Food Lists Serve Up Holiday Testing Opportunities

Although food lists are often disregarded by out-of-category mailers, they represent opportunities for boosting holiday circulation and reaching bona fide mail-order gift givers.

“A food list? That’s not going to work for me,” is a typical non-food mailer’s reaction when such a list is recommended, according to Wendy Udell, senior account executive at Mokrynski & Associates Inc., Hackensack, NJ.

Regardless, several list managers agree that there are arguments to be made in favor of testing food files for holiday offers. The two most compelling arguments are that the holiday season is the biggest, or only, mailing season for many food mailers, and that the files’ buyers are often making purchases as gifts.

Many food mailers only mail once per year for the fall/holiday season, said Sheryl Benjamin, vice president of list management at Direct Media Inc., Greenwich, CT. Holiday buyers make up these entire files.

While some food offers mail year-round, they see their counts go up for the holiday season, said Suzanne O’Rourke, senior account manager at American List Counsel, Princeton, NJ. “Holiday names are the best names,” she added.

Though gift givers may not be selectable on all food lists, the files tend to be made up of faithful gift buyers, O’Rourke said.

“The hotlines tend to be generated in the second half of the year due to a lot of gift giving.

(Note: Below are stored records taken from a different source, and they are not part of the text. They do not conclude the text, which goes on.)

//! Output formatting for plans, detection reports and the provider list
//!
//! JSON and YAML render the serde representation; the human format is a
//! boxed summary meant for terminals.

use anyhow::{Context, Result};
use serde::Serialize;
use std::path::PathBuf;

use crate::detection::{DetectionResult, Detector, EngineStats};
use crate::output::ExecutionPlan;

const RULE: &str = "\u{2501}\u{2501}\u{2501}\u{2501}\u{2501}\u{2501}\u{2501}\u{2501}\u{2501}\u{2501}\u{2501}\u{2501}\u{2501}\u{2501}\u{2501}\u{2501}\u{2501}\u{2501}\u{2501}\u{2501}\u{2501}\u{2501}\u{2501}\u{2501}\u{2501}\u{2501}\u{2501}\u{2501}\u{2501}\u{2501}\u{2501}\u{2501}\u{2501}\u{2501}\u{2501}\u{2501}\u{2501}\u{2501}\u{2501}\u{2501}\u{2501}\u{2501}";

#[derive(Debug, Clone, Copy, PartialEq, Eq)]
pub enum OutputFormat {
    /// JSON format (machine-readable)
    Json,
    /// YAML format (human-friendly, version-control friendly)
    Yaml,
    /// Human-readable formatted text
    Human,
}

/// Every matched result for one project, plus the one selection picked
#[derive(Debug, Clone, Serialize)]
pub struct DetectionReport {
    pub path: PathBuf,
    pub results: Vec<DetectionResult>,
    #[serde(skip_serializing_if = "Option::is_none")]
    pub selected: Option<String>,
    pub stats: EngineStats,
}

#[derive(Debug, Clone, PartialEq, Serialize)]
pub struct ProviderInfo {
    pub name: String,
    pub priority: u8,
    pub threshold: f64,
    pub default_version: String,
    pub manifests: Vec<String>,
}

impl ProviderInfo {
    pub fn from_detector(detector: &dyn Detector) -> Self {
        let spec = detector.spec();
        Self {
            name: detector.name().to_string(),
            priority: detector.priority(),
            threshold: spec.threshold,
            default_version: spec.default_version.to_string(),
            manifests: spec.manifests.iter().map(|m| m.to_string()).collect(),
        }
    }
}

pub struct OutputFormatter {
    format: OutputFormat,
}

impl OutputFormatter {
    pub fn new(format: OutputFormat) -> Self {
        Self { format }
    }

    pub fn format_plan(&self, plan: &ExecutionPlan) -> Result<String> {
        match self.format {
            OutputFormat::Json => plan.to_json(),
            OutputFormat::Yaml => plan.to_yaml(),
            OutputFormat::Human => Ok(self.format_plan_human(plan)),
        }
    }

    pub fn format_detection(&self, report: &DetectionReport) -> Result<String> {
        match self.format {
            OutputFormat::Json => serde_json::to_string_pretty(report)
                .context("Failed to serialize detection report to JSON"),
            OutputFormat::Yaml => {
                serde_yaml::to_string(report).context("Failed to serialize detection report to YAML")
            }
            OutputFormat::Human => Ok(self.format_detection_human(report)),
        }
    }

    pub fn format_providers(&self, providers: &[ProviderInfo]) -> Result<String> {
        match self.format {
            OutputFormat::Json => serde_json::to_string_pretty(providers)
                .context("Failed to serialize providers to JSON"),
            OutputFormat::Yaml => {
                serde_yaml::to_string(providers).context("Failed to serialize providers to YAML")
            }
            OutputFormat::Human => Ok(self.format_providers_human(providers)),
        }
    }

    // Human-readable formatting methods

    fn format_plan_human(&self, plan: &ExecutionPlan) -> String {
        let mut output = String::new();
        let warnings = plan.warnings();

        if warnings.is_empty() {
            output.push_str("\u{2713} Execution Plan\n");
        } else {
            output.push_str("\u{26A0} Execution Plan (Incomplete)\n");
        }
        output.push_str(RULE);
        output.push_str("\n\n");

        output.push_str(&format!("Provider:   {}\n", plan.provider));
        if let Some(framework) = &plan.runtime.framework {
            output.push_str(&format!("Framework:  {}\n", framework));
        }
        if plan.runtime.image.is_empty() {
            output.push_str("Image:      (unresolved)\n");
        } else {
            output.push_str(&format!("Image:      {}\n", plan.runtime.image));
        }
        output.push_str(&format!("Port:       {}\n\n", plan.port));

        output.push_str("Commands:\n");
        let phases = [
            ("Setup", &plan.commands.setup),
            ("Dev", &plan.commands.dev),
            ("Build", &plan.commands.build),
            ("Run", &plan.commands.run),
        ];
        for (i, (label, commands)) in phases.iter().enumerate() {
            let connector = if i == phases.len() - 1 {
                "\u{2514}"
            } else {
                "\u{251C}"
            };
            if commands.is_empty() {
                output.push_str(&format!(
                    "{}\u{2500} {:<7}(none)\n",
                    connector,
                    format!("{}:", label)
                ));
            } else {
                output.push_str(&format!(
                    "{}\u{2500} {:<7}{}\n",
                    connector,
                    format!("{}:", label),
                    commands.join(" && ")
                ));
            }
        }
        output.push('\n');

        if !plan.environment.is_empty() {
            output.push_str("Environment:\n");
            for (key, value) in &plan.environment {
                output.push_str(&format!("  {}={}\n", key, value));
            }
            output.push('\n');
        }

        if !plan.apt.is_empty() {
            output.push_str(&format!("Apt Packages: {}\n\n", plan.apt.join(", ")));
        }

        if let Some(evidence) = &plan.evidence {
            output.push_str("Detection Summary:\n");
            if !evidence.files().is_empty() {
                output.push_str(&format!("Files: {}\n", evidence.files().join(", ")));
            }
            output.push_str(&format!("Reasoning: {}\n", evidence.reason()));
        }

        if !warnings.is_empty() {
            output.push_str("\n\u{26A0} Warnings:\n");
            for warning in &warnings {
                output.push_str(&format!("  - {}\n", warning));
            }
        }

        output
    }

    fn format_detection_human(&self, report: &DetectionReport) -> String {
        let mut output = String::new();

        output.push_str("Detection Results\n");
        output.push_str(RULE);
        output.push_str("\n\n");
        output.push_str(&format!("Project: {}\n\n", report.path.display()));

        if report.results.is_empty() {
            output.push_str("No ecosystem detected\n");
            return output;
        }

        for result in &report.results {
            let selected = report.selected.as_deref() == Some(result.language.as_str());
            let marker = if selected { "\u{25B6}" } else { " " };
            output.push_str(&format!(
                "{} {} {}\n",
                marker,
                confidence_bar(result.confidence),
                result
            ));
            if !result.version.is_empty() {
                output.push_str(&format!("    Version:          {}\n", result.version));
            }
            if !result.package_manager.is_empty() {
                output.push_str(&format!("    Package Manager:  {}\n", result.package_manager));
            }
            if !result.evidence.files().is_empty() {
                output.push_str(&format!(
                    "    Files:            {}\n",
                    result.evidence.files().join(", ")
                ));
            }
        }

        output.push_str(&format!(
            "\nMatched {} provider(s), average confidence {:.0}%\n",
            report.stats.count,
            report.stats.average_confidence * 100.0
        ));
        output
    }

    fn format_providers_human(&self, providers: &[ProviderInfo]) -> String {
        let mut output = String::new();

        output.push_str("Available Providers\n");
        output.push_str(RULE);
        output.push_str("\n\n");

        for provider in providers {
            output.push_str(&format!(
                "{:<12} priority {:<3} threshold {:.2}  default {}\n",
                provider.name, provider.priority, provider.threshold, provider.default_version
            ));
            if !provider.manifests.is_empty() {
                output.push_str(&format!("{:<12} manifests: {}\n", "", provider.manifests.join(", ")));
            }
        }

        output
    }
}

fn confidence_bar(confidence: f64) -> String {
    let filled = ((confidence * 10.0).round() as usize).min(10);
    "\u{2588}".repeat(filled) + &"\u{2591}".repeat(10 - filled)
}

#[cfg(test)]
mod tests {
    use super::*;
    use crate::detection::{DetectionEngine, DetectorRegistry, Evidence};
    use crate::output::{Commands, RuntimeSpec};
    use std::collections::BTreeMap;

    fn create_test_plan() -> ExecutionPlan {
        let mut environment = BTreeMap::new();
        environment.insert("PYTHONUNBUFFERED".to_string(), "1".to_string());

        ExecutionPlan {
            provider: "python".to_string(),
            runtime: RuntimeSpec {
                image: "python:3.12-slim-bookworm".to_string(),
                framework: Some("Django".to_string()),
            },
            environment,
            apt: vec!["git".to_string()],
            commands: Commands {
                setup: vec!["pip install -r requirements.txt".to_string()],
                dev: Vec::new(),
                build: Vec::new(),
                run: vec!["gunicorn app.wsgi".to_string()],
            },
            port: 8000,
            evidence: Some(
                Evidence::new("python project detected").with_files(["requirements.txt"]),
            ),
        }
    }

    fn create_test_result(language: &str, confidence: f64) -> DetectionResult {
        let mut result = DetectionResult::unmatched(language);
        result.matched = true;
        result.confidence = confidence;
        result.version = "3.12".to_string();
        result
    }

    #[test]
    fn test_plan_json_format() {
        let formatter = OutputFormatter::new(OutputFormat::Json);
        let output = formatter.format_plan(&create_test_plan()).unwrap();

        let parsed: serde_json::Value = serde_json::from_str(&output).unwrap();
        assert_eq!(parsed["provider"], "python");
        assert_eq!(parsed["runtime"]["framework"], "Django");
        assert_eq!(parsed["port"], 8000);
    }

    #[test]
    fn test_plan_yaml_format() {
        let formatter = OutputFormatter::new(OutputFormat::Yaml);
        let output = formatter.format_plan(&create_test_plan()).unwrap();
        assert!(output.contains("provider: python"));
        assert!(output.contains("port: 8000"));
    }

    #[test]
    fn test_plan_human_format() {
        let formatter = OutputFormatter::new(OutputFormat::Human);
        let output = formatter.format_plan(&create_test_plan()).unwrap();

        assert!(output.contains("\u{2713} Execution Plan"));
        assert!(output.contains("Framework:  Django"));
        assert!(output.contains("Run:   gunicorn app.wsgi"));
        assert!(output.contains("Build: (none)"));
        assert!(output.contains("PYTHONUNBUFFERED=1"));
        assert!(output.contains("Apt Packages: git"));
        assert!(!output.contains("Warnings"));
    }

    #[test]
    fn test_plan_human_warns_on_unresolved_image() {
        let mut plan = create_test_plan();
        plan.runtime.image.clear();

        let output = OutputFormatter::new(OutputFormat::Human)
            .format_plan(&plan)
            .unwrap();
        assert!(output.contains("Image:      (unresolved)"));
        assert!(output.contains("No base image found for provider 'python'"));
    }

    #[test]
    fn test_detection_report() {
        let results = vec![create_test_result("python", 0.8), create_test_result("shell", 0.3)];
        let report = DetectionReport {
            path: PathBuf::from("/srv/app"),
            stats: DetectionEngine::stats(&results),
            selected: Some("python".to_string()),
            results,
        };

        let human = OutputFormatter::new(OutputFormat::Human)
            .format_detection(&report)
            .unwrap();
        assert!(human.contains("\u{25B6} \u{2588}\u{2588}\u{2588}\u{2588}\u{2588}\u{2588}\u{2588}\u{2588}\u{2591}\u{2591} python 80%"));
        assert!(human.contains("Matched 2 provider(s)"));

        let json = OutputFormatter::new(OutputFormat::Json)
            .format_detection(&report)
            .unwrap();
        let parsed: serde_json::Value = serde_json::from_str(&json).unwrap();
        assert_eq!(parsed["selected"], "python");
        assert_eq!(parsed["results"].as_array().unwrap().len(), 2);
    }

    #[test]
    fn test_providers_format() {
        let registry = DetectorRegistry::with_defaults();
        let providers: Vec<ProviderInfo> = registry
            .list()
            .iter()
            .map(|d| ProviderInfo::from_detector(d.as_ref()))
            .collect();

        let human = OutputFormatter::new(OutputFormat::Human)
            .format_providers(&providers)
            .unwrap();
        assert!(human.contains("node"));
        assert!(human.contains("staticfile"));

        let json = OutputFormatter::new(OutputFormat::Json)
            .format_providers(&providers)
            .unwrap();
        let parsed: serde_json::Value = serde_json::from_str(&json).unwrap();
        assert_eq!(parsed[0]["name"], "node");
        assert_eq!(parsed.as_array().unwrap().len(), registry.len());
    }
}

From a recency standpoint and testing standpoint, we’re in the best time of the year from right now forward,” said Andy Ostroy, managing partner at ALC of New York LLC.

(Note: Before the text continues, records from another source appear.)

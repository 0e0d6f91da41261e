//! Structured logging setup for planbox
//!
//! Logs go to stderr so that plans written to stdout stay machine-readable.
//! `RUST_LOG`, when set, replaces the computed filter entirely.
//!
//! # Example
//!
//! ```no_run
//! use planbox::util::logging;
//! use tracing::info;
//!
//! logging::init_from_env();
//! info!(path = "/srv/app", "Analyzing project");
//! ```

use std::env;
use std::io;
use std::sync::Once;
use tracing::Level;
use tracing_subscriber::{fmt, layer::SubscriberExt, util::SubscriberInitExt, EnvFilter};

static INIT: Once = Once::new();

const CRATE_TARGET: &str = "planbox";

#[derive(Debug, Clone)]
pub struct LoggingConfig {
    /// Minimum level for planbox's own targets
    pub level: Level,

    /// JSON lines instead of human-readable output
    pub use_json: bool,

    /// Include the module target (e.g., planbox::detection) in logs
    pub include_target: bool,

    /// Include file and line number information
    pub include_location: bool,

    pub include_thread_ids: bool,
}

impl Default for LoggingConfig {
    fn default() -> Self {
        Self {
            level: Level::INFO,
            use_json: false,
            include_target: true,
            include_location: false,
            include_thread_ids: false,
        }
    }
}

impl LoggingConfig {
    pub fn with_level(level: Level) -> Self {
        Self {
            level,
            ..Default::default()
        }
    }

    /// JSON output with source locations and thread ids
    pub fn production() -> Self {
        Self {
            level: Level::INFO,
            use_json: true,
            include_target: true,
            include_location: true,
            include_thread_ids: true,
        }
    }

    pub fn development() -> Self {
        Self {
            level: Level::DEBUG,
            ..Default::default()
        }
    }

    /// Level from CLI flags: `-q` wins, each `-v` steps down from `base`
    pub fn from_flags(base: Level, verbose: u8, quiet: bool) -> Self {
        let level = if quiet {
            Level::ERROR
        } else {
            match verbose {
                0 => base,
                1 if base < Level::DEBUG => Level::DEBUG,
                1 => base,
                _ => Level::TRACE,
            }
        };
        Self::with_level(level)
    }

    /// Directive applied when `RUST_LOG` is unset
    pub fn directive(&self) -> String {
        format!(
            "{}={}",
            CRATE_TARGET,
            self.level.to_string().to_lowercase()
        )
    }
}

/// Parses a level name, case-insensitively
pub fn parse_level(level_str: &str) -> Option<Level> {
    match level_str.trim().to_lowercase().as_str() {
        "trace" => Some(Level::TRACE),
        "debug" => Some(Level::DEBUG),
        "info" => Some(Level::INFO),
        "warn" => Some(Level::WARN),
        "error" => Some(Level::ERROR),
        _ => None,
    }
}

fn build_filter(config: &LoggingConfig) -> EnvFilter {
    if env::var("RUST_LOG").is_ok() {
        return EnvFilter::from_default_env();
    }
    EnvFilter::try_new(config.directive()).unwrap_or_else(|_| EnvFilter::new("warn"))
}

/// Installs the global subscriber; later calls are ignored
pub fn init_logging(config: LoggingConfig) {
    INIT.call_once(|| {
        let filter = build_filter(&config);

        if config.use_json {
            tracing_subscriber::registry()
                .with(filter)
                .with(
                    fmt::layer()
                        .json()
                        .with_writer(io::stderr)
                        .with_target(config.include_target)
                        .with_file(config.include_location)
                        .with_line_number(config.include_location)
                        .with_thread_ids(config.include_thread_ids)
                        .with_thread_names(config.include_thread_ids),
                )
                .init();
        } else {
            tracing_subscriber::registry()
                .with(filter)
                .with(
                    fmt::layer()
                        .with_writer(io::stderr)
                        .with_target(config.include_target)
                        .with_file(config.include_location)
                        .with_line_number(config.include_location)
                        .with_thread_ids(config.include_thread_ids)
                        .with_thread_names(config.include_thread_ids),
                )
                .init();
        }
    });
}

pub fn init_default() {
    init_logging(LoggingConfig::default());
}

/// Reads `PLANBOX_LOG_LEVEL` and `PLANBOX_LOG_JSON`
pub fn init_from_env() {
    let level = env::var("PLANBOX_LOG_LEVEL")
        .ok()
        .and_then(|v| parse_level(&v))
        .unwrap_or(Level::INFO);

    let use_json = env::var("PLANBOX_LOG_JSON")
        .ok()
        .and_then(|v| v.parse::<bool>().ok())
        .unwrap_or(false);

    init_logging(LoggingConfig {
        level,
        use_json,
        ..Default::default()
    });
}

Convincing mailers to test food files is not a simple task. There are several things that list managers should point out.

“It’s not just that the people on the file are buying food; they’re buying food as gifts, so it makes sense that other types of gift offers would appeal to them,” Udell said.

The gift-giver mind-set that many food buyers have is important for certain mailers, Ostroy said.

“People giving gifts are obviously thinking about people besides themselves, making the files effective for other gift offers and fundraising offers,” he added.

A mailer might argue that food lists have limited rollout potential due to their seasonality. That may be true, but Udell pointed out, “Even if a mailer can only take a file once a year, it’s more names than they would have had without using it at all.”

Since pricing is always an issue, most food mailers are willing to give price breaks to out-of-category mailers at least as a test incentive, according to Udell.

Several have special fundraising and publishing rates on their data cards, O’Rourke said.

Selects differ from file to file, but some effective selections include gift buyers, multibuyers and demographic selects.

Food files on the market through Mokrynski include Hershey’s Gift Catalog of chocolate products; the Honey Baked Ham Catalog of hams, turkeys, and various side dishes and desserts; Petrossian Paris, which carries fine caviar, smoked delicacies and pates; and Wolferman’s, which features English muffins, spreads and preserves.

American List Counsel represents the Harry and David file, which has more than 1.5 million last-12-month buyers of fruits, chocolates, cakes and other specialty food items. It also manages the Collin Street Bakery file of cake buyers and the Cryer Creek Kitchens file of cake, pie and cookie buyers.

Direct Media manages the Omaha Steaks file of more than 330,000 last-12-month buyers of steak, poultry and seafood. Other files it handles are Wisconsin Cheeseman Catalog of cheese, meat and dessert items; the Fairytale Brownies file of premium-quality brownie buyers; and the Burgers’ Smokehouse file of smoked and cured meats.

ALC of New York has Balducci’s file of gourmet food buyers and the Popcorn Factory Catalog list of popcorn tins and gift baskets.